Declaring horizontal pod autoscaler

To declare a horizontal pod autoscaler, we need a replication controller, or a deployment, and an autoscaling resource. Here is a simple replication controller configured to maintain 3 nginx pods:

apiVersion: v1
 kind: ReplicationController
 metadata:
   name: nginx
 spec:
   replicas: 3
   template:
     metadata:
       labels:
         run: nginx
     spec:
       containers:
       - name: nginx
         image: nginx
         ports:
         - containerPort: 80

The autoscaling resource references the Nginx replication controller in scaleTargetRef:

 apiVersion: autoscaling/v1
 kind: HorizontalPodAutoscaler
 metadata:
   name: nginx
   namespace: default
 spec:
   maxReplicas: 4
   minReplicas: 2
   targetCPUUtilizationPercentage: 90
   scaleTargetRef:
     apiVersion: v1
     kind: ReplicationController
     name: nginx

The minReplicas and maxReplicas specify the range of scaling.
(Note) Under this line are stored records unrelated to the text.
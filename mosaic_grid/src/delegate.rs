// Copyright 2025 the Mosaic Authors
// SPDX-License-Identifier: Apache-2.0 OR MIT

//! Collaborator traits implemented by the embedding application.
//!
//! Only [`DataSource`] is required. The other delegates are optional; leaving
//! one unset disables the feature it drives (taps and editing, drag-reorder,
//! pinch-to-expand) without any other effect.

use kurbo::Size;
use mosaic_pool::{Cell, CellProvider};

use crate::SizeHint;

/// Supplies item count, geometry and cells.
///
/// Cells come from the [`CellProvider`] supertrait, which is handed the reuse
/// pool so that recycled cells are preferred over new ones.
pub trait DataSource<V>: CellProvider<V> {
    /// Number of items in the backing store.
    fn item_count(&self) -> usize;

    /// Size of every item for the given orientation and form factor.
    fn item_size(&self, hint: SizeHint) -> Size;

    /// Whether the item at `index` may be deleted while editing.
    fn can_delete(&self, index: usize) -> bool {
        let _ = index;
        true
    }
}

/// Receives taps and editing-mode changes.
pub trait ActionDelegate {
    /// An item was tapped outside editing mode.
    fn on_tap(&mut self, index: usize);

    /// A tap landed between items or outside the grid.
    fn on_tap_empty_space(&mut self) {}

    /// The delete affordance of a deletable item was pressed.
    ///
    /// The grid does not remove anything itself; call
    /// [`GridView::remove_at`](crate::GridView::remove_at) once the backing
    /// store has been updated.
    fn on_delete_requested(&mut self, index: usize) {
        let _ = index;
    }

    /// Editing mode was switched on or off.
    fn on_editing_changed(&mut self, editing: bool) {
        let _ = editing;
    }
}

/// Keeps the backing store in step with drag-reorder.
pub trait SortingDelegate<V> {
    /// The item at `from` now lives at `to`; items in between moved by one.
    fn on_move(&mut self, from: usize, to: usize);

    /// The items at `a` and `b` traded places.
    fn on_exchange(&mut self, a: usize, b: usize);

    /// A drag picked up `cell`.
    fn on_drag_start(&mut self, cell: &Cell<V>) {
        let _ = cell;
    }

    /// The dragged `cell` has settled into its slot.
    fn on_drag_end(&mut self, cell: &Cell<V>) {
        let _ = cell;
    }

    /// Whether the picked-up `cell` should wobble while it is dragged.
    fn allow_shaking(&mut self, cell: &Cell<V>, index: usize) -> bool {
        let _ = (cell, index);
        true
    }
}

/// Provides full-size content for pinch-to-expand.
pub trait TransformDelegate<V> {
    /// Size the full-size content wants.
    fn full_size(&mut self, cell: &Cell<V>, index: usize, hint: SizeHint) -> Size;

    /// Builds the full-size content for the item at `index`.
    fn full_size_view(&mut self, cell: &Cell<V>, index: usize) -> V;

    /// A transform started on `cell`.
    fn on_transform_start(&mut self, cell: &Cell<V>) {
        let _ = cell;
    }

    /// `cell` committed to full size.
    fn on_enter_full_size(&mut self, cell: &Cell<V>) {
        let _ = cell;
    }

    /// `cell` is back in the grid.
    fn on_transform_end(&mut self, cell: &Cell<V>) {
        let _ = cell;
    }
}
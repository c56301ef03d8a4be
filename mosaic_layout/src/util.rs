// Copyright 2025 the Mosaic Authors
// SPDX-License-Identifier: Apache-2.0 OR MIT

use kurbo::{Insets, Size};

/// Upper bound on the number of items fitted into one row or column.
const MAX_FIT: usize = 1 << 20;

#[allow(
    clippy::cast_possible_truncation,
    reason = "Saturating float-to-int cast; callers clamp the result immediately"
)]
#[inline]
pub(crate) fn floor_to_isize(value: f64) -> isize {
    let truncated = value as isize;
    // Round towards -∞ (the cast above has already truncated).
    if (truncated as f64) > value {
        truncated.saturating_sub(1)
    } else {
        truncated
    }
}

#[allow(
    clippy::cast_possible_truncation,
    reason = "Saturating float-to-int cast; callers clamp the result immediately"
)]
#[inline]
pub(crate) fn ceil_to_isize(value: f64) -> isize {
    let truncated = value as isize;
    if (truncated as f64) < value {
        truncated.saturating_add(1)
    } else {
        truncated
    }
}

#[inline]
pub(crate) fn floor(value: f64) -> f64 {
    floor_to_isize(value) as f64
}

#[inline]
pub(crate) fn ceil(value: f64) -> f64 {
    ceil_to_isize(value) as f64
}

/// Floors a non-negative ratio into an index, returning `None` for negatives.
#[inline]
pub(crate) fn cell_coord(value: f64, pitch: f64) -> Option<usize> {
    if pitch <= 0.0 || value < 0.0 || !value.is_finite() {
        return None;
    }
    usize::try_from(floor_to_isize(value / pitch)).ok()
}

/// Largest `n >= 1` such that `n * (item + spacing) - spacing <= available`.
///
/// A non-positive pitch or a non-finite extent yields `1`.
pub(crate) fn fit_count(available: f64, item: f64, spacing: f64) -> usize {
    let pitch = item + spacing;
    if pitch <= 0.0 || !pitch.is_finite() || !available.is_finite() {
        return 1;
    }
    let fits = |n: usize| (n as f64) * pitch - spacing <= available;
    let estimate = floor_to_isize((available + spacing) / pitch);
    let mut n = usize::try_from(estimate).unwrap_or(1).clamp(1, MAX_FIT);
    // The division can land one step off in either direction.
    while n > 1 && !fits(n) {
        n -= 1;
    }
    while n < MAX_FIT && fits(n + 1) {
        n += 1;
    }
    n
}

/// Edge insets that center `content` inside `bounds`, never smaller than `min`.
pub(crate) fn centered_insets(min: Insets, bounds: Size, content: Size) -> Insets {
    let width_space = floor((bounds.width - content.width) / 2.0);
    let height_space = floor((bounds.height - content.height) / 2.0);
    Insets::new(
        width_space.max(min.x0),
        height_space.max(min.y0),
        width_space.max(min.x1),
        height_space.max(min.y1),
    )
}
// Copyright 2025 the Mosaic Authors
// SPDX-License-Identifier: Apache-2.0 OR MIT

//! Mosaic Layout: tiling strategies for fixed-size grid items.
//!
//! A layout strategy turns an item index and the viewport geometry into pixel
//! positions, and answers the two queries a virtualized grid needs on every
//! scroll step: "which item is under this point?" and "which indices can be
//! visible at this offset?".
//!
//! The core concepts are:
//!
//! - [`LayoutConfig`]: item size, spacing, minimum edge insets, and whether the
//!   grid should be centered inside its viewport.
//! - [`Layout`]: the contract every strategy implements. Call
//!   [`Layout::configure`] with the parameters, [`Layout::rebase`] with the item
//!   count and viewport bounds, then issue queries.
//! - [`LayoutStrategy`]: a tagged union over the four concrete strategies,
//!   built from a [`LayoutKind`] with [`LayoutStrategy::from_kind`].
//! - [`VerticalLayout`] and [`HorizontalLayout`]: continuous flows that scroll
//!   along one axis.
//! - [`PagedLayout`]: a horizontally paged grid; the order items fill a page is
//!   a [`PageOrder`] (row-major for left-to-right, column-major for
//!   top-to-bottom).
//!
//! This crate does not know about cells, views, or scrolling. Host code feeds
//! it the item count and bounds whenever either changes and reads positions
//! back out.
//!
//! ## Minimal example
//!
//! ```rust
//! use kurbo::{Insets, Point, Rect, Size};
//! use mosaic_layout::{Layout, LayoutConfig, LayoutKind, LayoutStrategy};
//!
//! let mut layout = LayoutStrategy::from_kind(LayoutKind::Vertical);
//! layout.configure(LayoutConfig::new(
//!     Size::new(100.0, 100.0),
//!     10.0,
//!     Insets::uniform(5.0),
//!     false,
//! ));
//! layout.rebase(250, Rect::new(0.0, 0.0, 340.0, 480.0));
//!
//! // Three 100px items and two 10px gaps fit into 340 - 2 * 5.
//! assert_eq!(layout.origin_for_index(0), Point::new(5.0, 5.0));
//! assert_eq!(layout.origin_for_index(3), Point::new(5.0, 115.0));
//! assert_eq!(layout.index_at_point(Point::new(6.0, 116.0)), Some(3));
//!
//! // Points in the gaps between items do not resolve to an index.
//! assert_eq!(layout.index_at_point(Point::new(108.0, 50.0)), None);
//!
//! let range = layout.visible_range(Point::ZERO);
//! assert_eq!(range.start, 0);
//! assert!(range.end >= 15);
//! ```
//!
//! All coordinates are in the scrollable content space of the grid (typically
//! logical pixels). Inputs are expected to be finite; degenerate sizes are
//! clamped rather than rejected.
//!
//! This crate is `no_std`.

#![no_std]

mod config;
mod horizontal;
mod paged;
mod strategy;
mod util;
mod vertical;

pub use config::{LayoutConfig, LayoutKind};
pub use horizontal::HorizontalLayout;
pub use paged::{PageOrder, PagedLayout};
pub use strategy::{Layout, LayoutState, LayoutStrategy};
pub use vertical::VerticalLayout;
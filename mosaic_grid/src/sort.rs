// Copyright 2025 the Mosaic Authors
// SPDX-License-Identifier: Apache-2.0 OR MIT

//! Drag-reorder: long press to pick an item up, pan to move it, release to drop.
//!
//! While dragged, a cell lives in the overlay but stays bound to the index it
//! will land on, so the index map never has a hole and a load pass never
//! materializes a second cell for that slot.

use core::time::Duration;

use kurbo::{Point, Vec2};
use mosaic_layout::Layout;
use mosaic_pool::{CellContent, CellHost, CellId};

use crate::request::{Animation, Transition};
use crate::{AnimationSubject, DataSource, GesturePhase, GridView, HostRequest, SortStyle};

/// Progress of the drag-reorder interaction.
#[derive(Copy, Clone, Debug, PartialEq, Eq, Hash, Default)]
pub enum SortState {
    /// Nothing is being dragged.
    #[default]
    Idle,
    /// A long press picked up `cell`; no pan has started yet.
    Armed {
        /// The picked-up cell.
        cell: CellId,
    },
    /// `cell` follows the touch.
    Dragging {
        /// The dragged cell.
        cell: CellId,
    },
    /// `cell` was released and is animating into its slot.
    Settling {
        /// The dropped cell.
        cell: CellId,
    },
}

impl SortState {
    /// The cell involved, if any.
    pub fn cell(self) -> Option<CellId> {
        match self {
            Self::Idle => None,
            Self::Armed { cell } | Self::Dragging { cell } | Self::Settling { cell } => Some(cell),
        }
    }

    /// The cell following the touch, if one is picked up.
    pub fn moving(self) -> Option<CellId> {
        match self {
            Self::Armed { cell } | Self::Dragging { cell } => Some(cell),
            Self::Idle | Self::Settling { .. } => None,
        }
    }

    /// Returns `true` when no drag is in progress or settling.
    pub fn is_idle(self) -> bool {
        self == Self::Idle
    }
}

/// Bookkeeping for the autoscroll loop that runs while dragging.
#[derive(Copy, Clone, Debug, Default)]
pub(crate) struct Autoscroll {
    /// The loop keeps rescheduling itself while set.
    pub(crate) active: bool,
    /// Bumped per drag so that ticks left over from an earlier drag die.
    pub(crate) session: u32,
    /// Last known touch, in viewport coordinates.
    pub(crate) touch: Point,
}

impl<V: CellContent, D: DataSource<V>> GridView<V, D> {
    /// The index the dragged item will land on if released now.
    pub fn sort_future_position(&self) -> Option<usize> {
        self.sort.cell().and_then(|id| self.pool.index_of(id))
    }

    /// Feeds the long-press recognizer. `point` is in content coordinates.
    pub fn long_press(&mut self, phase: GesturePhase, point: Point) {
        if self.config.enable_edit_on_long_press && !self.editing {
            if phase == GesturePhase::Began && self.layout.index_at_point(point).is_some() {
                self.set_editing(true);
            }
            return;
        }
        match phase {
            GesturePhase::Began => {
                self.long_press_active = true;
                if self.sort.is_idle() {
                    if let Some(index) = self.layout.index_at_point(point) {
                        self.sorting_start(index);
                    }
                }
            }
            GesturePhase::Changed => {}
            GesturePhase::Ended | GesturePhase::Cancelled | GesturePhase::Failed => {
                self.long_press_active = false;
                self.autoscroll.active = false;
                self.sorting_stop();
            }
        }
    }

    /// Feeds the pan recognizer that drives a picked-up item.
    ///
    /// `point` is the touch in content coordinates and `translation` the
    /// distance travelled since the pan began.
    pub fn sorting_pan(&mut self, phase: GesturePhase, point: Point, translation: Vec2) {
        match phase {
            GesturePhase::Began => {
                if let SortState::Armed { cell } = self.sort {
                    self.sort = SortState::Dragging { cell };
                }
                self.autoscroll.session = self.autoscroll.session.wrapping_add(1);
                self.autoscroll.active = true;
                self.autoscroll.touch = point - self.content_offset.to_vec2();
                self.autoscroll_check();
            }
            GesturePhase::Changed => {
                self.autoscroll.touch = point - self.content_offset.to_vec2();
                let Some(id) = self.sort.moving() else {
                    return;
                };
                if let Some(cell) = self.pool.get_mut(id) {
                    cell.drag_translation = translation;
                }
                self.sorting_continue(point);
            }
            GesturePhase::Ended | GesturePhase::Cancelled | GesturePhase::Failed => {
                self.autoscroll.active = false;
            }
        }
    }

    fn sorting_start(&mut self, index: usize) {
        let Some(id) = self.pool.cell_at(index) else {
            return;
        };
        let Some(delegate) = self.sorting.as_mut() else {
            return;
        };
        let Some(cell) = self.pool.get_mut(id) else {
            return;
        };
        cell.frame = self.overlay.to_overlay(cell.frame, self.content_offset);
        cell.host = CellHost::Overlay;
        cell.drag_translation = Vec2::ZERO;
        delegate.on_drag_start(cell);
        cell.shaking = delegate.allow_shaking(cell, index);
        self.sort = SortState::Armed { cell: id };
        log::debug!("drag armed at index {index}");
    }

    fn sorting_continue(&mut self, point: Point) {
        let Some(id) = self.sort.moving() else {
            return;
        };
        let Some(future) = self.pool.index_of(id) else {
            return;
        };
        let Some(position) = self.layout.index_at_point(point) else {
            return;
        };
        if position == future || position >= self.item_count {
            return;
        }
        // The target slot may be empty if its cell was never supplied.
        let occupant = self.pool.cell_at(position);
        let vacated = self.layout.frame_for_index(future);
        let Some(delegate) = self.sorting.as_mut() else {
            log::warn!("sorting delegate went away during a drag");
            return;
        };
        match self.config.style {
            SortStyle::Push => {
                self.pool.move_index(future, position);
                delegate.on_move(future, position);
                self.relayout(true);
            }
            SortStyle::Swap => {
                self.pool.swap_indices(future, position);
                delegate.on_exchange(future, position);
                if let Some(occupant) = occupant {
                    if let Some(cell) = self.pool.get_mut(occupant) {
                        cell.frame = vacated;
                    }
                    let duration = self.config.animation_duration;
                    self.animate(AnimationSubject::Cell(occupant), duration, None);
                }
            }
        }
        log::trace!("drag target moved from {future} to {position}");
    }

    fn sorting_stop(&mut self) {
        let Some(id) = self.sort.moving() else {
            return;
        };
        let Some(future) = self.pool.index_of(id) else {
            self.sort = SortState::Idle;
            return;
        };
        let frame = self.layout.frame_for_index(future);
        if let Some(cell) = self.pool.get_mut(id) {
            cell.shaking = false;
            cell.host = CellHost::Container;
            cell.drag_translation = Vec2::ZERO;
            cell.frame = frame;
        }
        self.sort = SortState::Settling { cell: id };
        log::debug!("drag released at index {future}");
        let duration = self.config.animation_duration;
        self.animate(
            AnimationSubject::Cell(id),
            duration,
            Some(Transition::DragSettled { cell: id }),
        );
    }

    pub(crate) fn finish_drag(&mut self, id: CellId) {
        if self.sort != (SortState::Settling { cell: id }) {
            return;
        }
        if let (Some(delegate), Some(cell)) = (self.sorting.as_mut(), self.pool.get(id)) {
            delegate.on_drag_end(cell);
        }
        self.sort = SortState::Idle;
        log::debug!("drag settled");
    }

    /// Nudges the scroll offset when the touch nears a viewport edge, or
    /// schedules the next check.
    fn autoscroll_check(&mut self) {
        if !self.autoscroll.active || self.sort.moving().is_none() {
            return;
        }
        let touch = self.autoscroll.touch;
        let item = self.item_size;
        let max = self.max_offset();
        let mut target = self.content_offset;
        if touch.x + item.width > self.viewport.width {
            target.x = (target.x + item.width / 2.0).min(max.x);
        } else if touch.x - item.width <= 0.0 {
            target.x = (target.x - item.width / 2.0).max(0.0);
        }
        if touch.y + item.height > self.viewport.height {
            target.y = (target.y + item.height / 2.0).min(max.y);
        } else if touch.y - item.height <= 0.0 {
            target.y = (target.y - item.height / 2.0).max(0.0);
        }

        let session = self.autoscroll.session;
        if target != self.content_offset {
            self.content_offset = target;
            self.load_required_items();
            // Always round-trips through the host so a run of nudges cannot recurse.
            let token = self
                .outbox
                .park(Transition::AutoscrollStep { session, touch });
            self.outbox.push(HostRequest::Animate(Animation {
                token: Some(token),
                duration: self.config.animation_duration,
                delay: Duration::ZERO,
                subject: AnimationSubject::ContentOffset,
            }));
        } else {
            let token = self.outbox.park(Transition::AutoscrollPoll { session });
            self.outbox.push(HostRequest::Timer {
                token,
                delay: self.config.autoscroll_poll_interval,
            });
        }
    }

    pub(crate) fn autoscroll_step(&mut self, session: u32, touch: Point) {
        if session != self.autoscroll.session || !self.autoscroll.active {
            return;
        }
        self.sorting_continue(touch + self.content_offset.to_vec2());
        self.autoscroll_check();
    }

    pub(crate) fn autoscroll_poll(&mut self, session: u32) {
        if session != self.autoscroll.session {
            return;
        }
        self.autoscroll_check();
    }
}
This is needed to avoid runaway situations that could occur because of some problem. Imagine that, due to some bug, every pod immediately uses 100% CPU regardless of the actual load. Without the maxReplicas limit, Kubernetes will keep creating more and more pods until all cluster resources are exhausted. If we are running in a cloud environment with autoscaling of VMs then we will incur a significant cost. The other side of this problem is that, if there is no minReplicas and there is a lull in activity, then all pods could be terminated, and when new requests come in all the pods will have to be created and scheduled again. If there are patterns of on and off activity, then this cycle can repeat multiple times. Keeping the minimum of replicas running can smooth this phenomenon. In the preceding example, minReplicas is set to 2 and maxReplicas is set to 4. Kubernetes will ensure that there are always between 2 to 4 Nginx instances running.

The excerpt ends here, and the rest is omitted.